Arabic is the official language and you will need a small amount of it for daily life, but English is widely understood in shops, hospitals, and customer-facing roles. Bureaucracy is real and slower than the UAE: residency, the Civil ID, and school enrolment paperwork all take longer than you expect. Build that into your timeline.
The schools
The British School of Kuwait
The British School of Kuwait is part of the Nord Anglia network and runs from Reception to Year 13 on a single campus in Salwa. It is the largest British-curriculum school in the country with around 3,000 students from 75-plus nationalities, follows the English National Curriculum, and offers IGCSEs and A-levels at sixth form. Accreditation includes CIS, NEASC, and BSO.
For most British-track families, this is the default starting point.
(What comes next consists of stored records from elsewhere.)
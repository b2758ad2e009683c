//! Gemini API client (https://generativelanguage.googleapis.com by default).
//! Non-streaming `generateContent` only; system messages become `systemInstruction`.

use crate::config::LlmConfig;
use crate::llm::{ChatMessage, LlmBackend, LlmError};
use async_trait::async_trait;
use serde::{Deserialize, Serialize};
use std::time::Duration;

const DEFAULT_BASE_URL: &str = "https://generativelanguage.googleapis.com";
const REQUEST_TIMEOUT: Duration = Duration::from_secs(180);

/// Client for the Gemini HTTP API.
#[derive(Clone)]
pub struct GeminiClient {
    base_url: String,
    model: String,
    temperature: f32,
    api_key: String,
    client: reqwest::Client,
}

impl GeminiClient {
    pub fn new(
        base_url: Option<String>,
        model: impl Into<String>,
        temperature: f32,
        api_key: impl Into<String>,
    ) -> Self {
        let base_url = base_url
            .map(|u| u.trim_end_matches('/').to_string())
            .filter(|u| !u.is_empty())
            .unwrap_or_else(|| DEFAULT_BASE_URL.to_string());
        let client = reqwest::Client::builder()
            .timeout(REQUEST_TIMEOUT)
            .build()
            .unwrap_or_else(|_| reqwest::Client::new());
        Self {
            base_url,
            model: model.into(),
            temperature,
            api_key: api_key.into(),
            client,
        }
    }

    /// Client for the model, temperature and endpoint in `config`.
    pub fn from_config(config: &LlmConfig, api_key: impl Into<String>) -> Self {
        Self::new(
            config.base_url.clone(),
            config.model.clone(),
            config.temperature,
            api_key,
        )
    }

    /// POST /v1beta/models/{model}:generateContent
    pub async fn generate(&self, messages: Vec<ChatMessage>) -> Result<String, LlmError> {
        let url = format!(
            "{}/v1beta/models/{}:generateContent",
            self.base_url, self.model
        );
        let body = build_request(&messages, self.temperature);
        log::debug!(
            "gemini: generateContent model={} contents={} system={}",
            self.model,
            body.contents.len(),
            body.system_instruction.is_some()
        );
        let res = self
            .client
            .post(&url)
            .header("x-goog-api-key", &self.api_key)
            .json(&body)
            .send()
            .await?;
        if !res.status().is_success() {
            let status = res.status();
            let body = res.text().await.unwrap_or_default();
            return Err(LlmError::Api(format!("{} {}", status, body)));
        }
        let data: GenerateResponse = res.json().await?;
        let text = data.text();
        if text.trim().is_empty() {
            return Err(LlmError::Empty);
        }
        Ok(text)
    }
}

#[async_trait]
impl LlmBackend for GeminiClient {
    fn model(&self) -> &str {
        &self.model
    }

    async fn chat(&self, messages: Vec<ChatMessage>) -> Result<String, LlmError> {
        self.generate(messages).await
    }
}

fn gemini_role(role: &str) -> &'static str {
    if role == "assistant" {
        "model"
    } else {
        "user"
    }
}

/// Split system messages into `systemInstruction`; map assistant to Gemini's "model" role.
fn build_request(messages: &[ChatMessage], temperature: f32) -> GenerateRequest {
    let mut system = Vec::new();
    let mut contents = Vec::new();
    for m in messages {
        match m.role.as_str() {
            "system" => system.push(Part {
                text: m.content.clone(),
            }),
            role => contents.push(Content {
                role: Some(gemini_role(role).to_string()),
                parts: vec![Part {
                    text: m.content.clone(),
                }],
            }),
        }
    }
    GenerateRequest {
        system_instruction: if system.is_empty() {
            None
        } else {
            Some(Content {
                role: None,
                parts: system,
            })
        },
        contents,
        generation_config: GenerationConfig { temperature },
    }
}

#[derive(Debug, Serialize)]
#[serde(rename_all = "camelCase")]
struct GenerateRequest {
    #[serde(skip_serializing_if = "Option::is_none")]
    system_instruction: Option<Content>,
    contents: Vec<Content>,
    generation_config: GenerationConfig,
}

#[derive(Debug, Serialize)]
struct GenerationConfig {
    temperature: f32,
}

#[derive(Debug, Serialize, Deserialize)]
struct Content {
    #[serde(default, skip_serializing_if = "Option::is_none")]
    role: Option<String>,
    #[serde(default)]
    parts: Vec<Part>,
}

#[derive(Debug, Serialize, Deserialize)]
struct Part {
    #[serde(default)]
    text: String,
}

#[derive(Debug, Deserialize)]
struct GenerateResponse {
    #[serde(default)]
    candidates: Vec<Candidate>,
}

#[derive(Debug, Deserialize)]
struct Candidate {
    #[serde(default)]
    content: Option<Content>,
}

impl GenerateResponse {
    /// Concatenated text parts of the first candidate.
    fn text(&self) -> String {
        self.candidates
            .first()
            .and_then(|c| c.content.as_ref())
            .map(|c| c.parts.iter().map(|p| p.text.as_str()).collect::<String>())
            .unwrap_or_default()
    }
}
The Nord Anglia affiliation since 2017 brought additional academic and co-curricular infrastructure, and the campus is well resourced. Fees run roughly USD 9,000 to USD 17,000 a year depending on year group, which is well below the Nord Anglia schools in Dubai.
American International School of Kuwait
American International School of Kuwait in Salmiya is the only fully authorised IB continuum school in the country, offering the PYP, MYP, and Diploma Programme from KG1 to Grade 12. Around 60% of the student body is Kuwaiti, which gives the school a more local character than some of the other expat-heavy schools and is worth knowing if your child is looking for an internationally mixed peer group rather than predominantly Kuwaiti.
If you want full IB continuity from age 5, this is the only realistic option in Kuwait. Fees run roughly USD 9,000 to USD 15,000 a year, which is competitive for a continuum IB school anywhere in the Gulf.
American School of Kuwait
American School of Kuwait was founded in 1964 as Kuwait's first American school and runs Pre-K through Grade 12 across a tri-campus facility in Hawalli. Around 1,800 students from 40-plus nationalities, MSA-accredited since 1971, and a member of NESA. The Advanced Placement programme runs at scale with a reported 88% pass rate, and average SAT scores have historically been in the 1,380-plus range.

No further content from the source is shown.